• **Task item**:
Output the line that contains "cancelled, every later" and every line after it to the end of the entries, with nothing added or left out.

• **Data for the task**:
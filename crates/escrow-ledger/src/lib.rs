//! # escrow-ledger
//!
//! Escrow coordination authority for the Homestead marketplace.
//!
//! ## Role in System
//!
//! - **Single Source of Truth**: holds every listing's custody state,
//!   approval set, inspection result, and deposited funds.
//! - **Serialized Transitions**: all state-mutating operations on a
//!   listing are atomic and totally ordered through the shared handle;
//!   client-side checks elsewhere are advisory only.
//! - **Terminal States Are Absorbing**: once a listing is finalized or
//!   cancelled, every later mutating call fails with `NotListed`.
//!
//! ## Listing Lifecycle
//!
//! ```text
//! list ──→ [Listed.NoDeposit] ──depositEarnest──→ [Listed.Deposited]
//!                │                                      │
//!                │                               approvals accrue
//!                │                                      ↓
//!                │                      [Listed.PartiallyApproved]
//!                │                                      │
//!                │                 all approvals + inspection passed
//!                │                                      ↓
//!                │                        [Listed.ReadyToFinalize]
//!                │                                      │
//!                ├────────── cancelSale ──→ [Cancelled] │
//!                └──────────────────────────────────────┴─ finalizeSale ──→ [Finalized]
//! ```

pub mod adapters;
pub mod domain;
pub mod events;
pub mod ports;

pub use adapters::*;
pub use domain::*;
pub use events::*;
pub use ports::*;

• **Result of the task**:
//!   cancelled, every later mutating call fails with `NotListed`.
//!
//! ## Listing Lifecycle
//!
//! ```text
//! list ──→ [Listed.NoDeposit] ──depositEarnest──→ [Listed.Deposited]
//!                │                                      │
//!                │                               approvals accrue
//!                │                                      ↓
//!                │                      [Listed.PartiallyApproved]
//!                │                                      │
//!                │                 all approvals + inspection passed
//!                │                                      ↓
//!                │                        [Listed.ReadyToFinalize]
//!                │                                      │
//!                ├────────── cancelSale ──→ [Cancelled] │
//!                └──────────────────────────────────────┴─ finalizeSale ──→ [Finalized]
//! ```

pub mod adapters;
pub mod domain;
pub mod events;
pub mod ports;

pub use adapters::*;
pub use domain::*;
pub use events::*;
pub use ports::*;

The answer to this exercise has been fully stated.